Can I still meet my micros if I can't access fresh produce? [n = 1 experiment #1/2019]

Updated: Oct 1, 2019

Can you guess what these foods have in common? They are all on my list of top nutrient dense foods that aren't fresh produce. I initially put this list together out of necessity rather than choice - it's one of the joys of living in remote, tropical Australia in the middle of the wet season. You just can't tell for sure whether there's going to be vegetables and fruits on the shelves each week. For me, it's both intriguing and devastating. I like my food and nutrients too much to resort to the frozen meals aisle.



On a perfect day, I eat a variety of fresh vegetables and fruit at each meal. I don't suggest that you deliberately prioritise other foods and avoid eating produce. Humans are designed to eat plants, and there are many other reasons to eat vegetables and fruits beyond just meeting micronutrients.

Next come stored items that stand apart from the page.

// HTTP handlers for restaurant endpoints

use axum::{
    extract::{Path, State},
    http::StatusCode,
    Json,
};
use uuid::Uuid;
use validator::Validate;

use crate::error::ApiError;
use crate::menu::RestaurantMenu;
use crate::restaurants::{CreateRestaurant, Restaurant, UpdateRestaurant};
use crate::AppState;

/// Handler for POST /api/restaurants
pub async fn create_restaurant(
    State(state): State<AppState>,
    Json(payload): Json<CreateRestaurant>,
) -> Result<(StatusCode, Json<Restaurant>), ApiError> {
    tracing::debug!("Creating restaurant: {}", payload.name);
    payload.validate()?;

    let restaurant = state.restaurants.create(payload).await?;
    Ok((StatusCode::CREATED, Json(restaurant)))
}

/// Handler for GET /api/restaurants
pub async fn list_restaurants(
    State(state): State<AppState>,
) -> Result<Json<Vec<Restaurant>>, ApiError> {
    let restaurants = state.restaurants.find_all().await?;
    tracing::debug!("Retrieved {} restaurants", restaurants.len());
    Ok(Json(restaurants))
}

/// Handler for GET /api/restaurants/:id
pub async fn get_restaurant(
    State(state): State<AppState>,
    Path(id): Path<Uuid>,
) -> Result<Json<Restaurant>, ApiError> {
    Ok(Json(state.restaurants.find_one(id).await?))
}

/// Handler for PATCH /api/restaurants/:id
pub async fn update_restaurant(
    State(state): State<AppState>,
    Path(id): Path<Uuid>,
    Json(payload): Json<UpdateRestaurant>,
) -> Result<Json<Restaurant>, ApiError> {
    payload.validate()?;
    Ok(Json(state.restaurants.update(id, payload).await?))
}

/// Handler for DELETE /api/restaurants/:id
pub async fn delete_restaurant(
    State(state): State<AppState>,
    Path(id): Path<Uuid>,
) -> Result<StatusCode, ApiError> {
    state.restaurants.remove(id).await?;
    Ok(StatusCode::NO_CONTENT)
}

/// Handler for GET /api/restaurants/:id/menu
/// Active categories with their available products
pub async fn get_restaurant_menu(
    State(state): State<AppState>,
    Path(id): Path<Uuid>,
) -> Result<Json<RestaurantMenu>, ApiError> {
    state.restaurants.find_one(id).await?;
    Ok(Json(state.menu.menu_for_restaurant(id).await?))
}
use std::fmt::Write;

use crate::menu::{Product, RestaurantMenu};
use crate::orders::PriceCalculator;
use crate::restaurants::Restaurant;

fn push_product(out: &mut String, product: &Product) {
    let _ = write!(
        out,
        "- {}: {}",
        product.name,
        PriceCalculator::format_brl(product.price)
    );
    if let Some(description) = product.description.as_deref().filter(|d| !d.trim().is_empty()) {
        let _ = write!(out, " ({})", description.trim());
    }
    out.push('\n');
}

/// System prompt of the WhatsApp assistant for one restaurant
///
/// Written in Portuguese; the menu is grouped by category with R$ prices.
pub fn build_system_prompt(restaurant: &Restaurant, menu: &RestaurantMenu) -> String {
    let mut prompt = String::new();

    let _ = writeln!(
        prompt,
        "Você é o atendente virtual do restaurante {} no WhatsApp.",
        restaurant.name
    );
    prompt.push_str(
        "Responda sempre em português do Brasil, de forma simpática, curta e objetiva.\n\n",
    );

    prompt.push_str("Informações do restaurante:\n");
    if let Some(description) = restaurant.description.as_deref() {
        let _ = writeln!(prompt, "- Sobre: {}", description);
    }
    if let Some(address) = restaurant.address.as_deref() {
        let _ = writeln!(prompt, "- Endereço: {}", address);
    }
    if let Some(phone) = restaurant.phone.as_deref() {
        let _ = writeln!(prompt, "- Telefone: {}", phone);
    }
    let _ = writeln!(
        prompt,
        "- Situação: {}",
        if restaurant.is_open {
            "aberto agora"
        } else {
            "fechado no momento"
        }
    );
    let _ = writeln!(
        prompt,
        "- Taxa de entrega: {}",
        PriceCalculator::format_brl(restaurant.delivery_fee)
    );
    if restaurant.min_order_value > rust_decimal::Decimal::ZERO {
        let _ = writeln!(
            prompt,
            "- Pedido mínimo: {}",
            PriceCalculator::format_brl(restaurant.min_order_value)
        );
    }

    prompt.push_str("\nCardápio:\n");
    if menu.is_empty() {
        prompt.push_str("Cardápio indisponível no momento.\n");
    }
    for section in menu.sections.iter().filter(|s| !s.products.is_empty()) {
        let _ = writeln!(prompt, "*{}*", section.category.name);
        for product in &section.products {
            push_product(&mut prompt, product);
        }
    }
    if !menu.uncategorized.is_empty() {
        prompt.push_str("*Outros*\n");
        for product in &menu.uncategorized {
            push_product(&mut prompt, product);
        }
    }

    prompt.push_str(
        "\nRegras:\n\
         - Ofereça apenas itens do cardápio acima, com os preços informados. Nunca invente produtos ou preços.\n\
         - Para fechar um pedido, confirme itens e quantidades, forma de pagamento (dinheiro, cartão ou Pix) e se é entrega ou retirada.\n\
         - Em pedidos para entrega, peça o endereço completo.\n\
         - Se o restaurante estiver fechado, avise o cliente e não aceite pedidos.\n\
         - Se não souber responder, peça para o cliente aguardar o atendimento humano.\n",
    );

    prompt
}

Hopefully, you don't have a short supply of produce like I did. Maybe you have to live on the road for a week, or can't cook as often as you'd like for a period of time. It's not ideal, but it could be the scenario. If you're confined to the shelves to find your other vitamins and minerals, what are your options? Here's some of my favourites that are easy to find and store to help you cover your bases.


Raspberries. A cup of raspberries (frozen) contains 65 mg of vitamin C - that's the same as a medium orange. It's also almost 90 % of the RDI. Raspberries are also a great source of vitamins E and K.


Tomato paste. Just 2 tbsps of tomato paste bumps up my vitamin C intake another 7 mg. It also provides a bioavailable source of lycopene, a potent antioxidant. It's a handy little nutrient tip that you can easily keep in your kitchen. 


Blueberries, dried basil and prunes all contribute to one of the trickier nutrients to find outside of vegetables and fruit - that's vitamin K. Just 1 cup of blueberries, 3 tsps of dried basil and 5 prunes supplies about 100 mcg, more than the RDI.


Sesame seeds. A surprise contender for nutrient density. Just 1/2 a cup of sesame seeds contains > 50 % of my RDIs for B 1, copper, magnesium, manganese, phosphorus, selenium and zinc. That's impressive.


Almonds and sunflower seeds. Both excellent sources of vitamin E.

   

Sardines and cheddar. Did you know that sardines are an excellent source of calcium? Just one tin (drained) contains 250 mg of calcium, that's a little more than the 215 mg you'll find in 30 g of cheddar cheese. A tin of sardines also meets your RDI for selenium.

 

Beef (and particularly liver!) is a nutrient gold mine. This one is the odd one out because it's not in the middle aisles and readily available. But it's a game changer. If you can plan ahead, set up a freezer of grass fed and free range beef at home. Beef is an excellent source of protein, B vitamins, choline, iron, phosphorus and zinc. There's one item in my freezer that's a nutrient champion. That's beef liver. The nutrient density of just 100 g of liver is incredible - it has 10 x the RDI of vitamin A (retinol) and it alone checks off > 50 % (in some cases, closer to 100 % +) of your B2, B3, B5, B6, B12, choline, copper and folate. If your nutrient supplies are short, this one item (or other organ meats like kidney or heart) really deliver.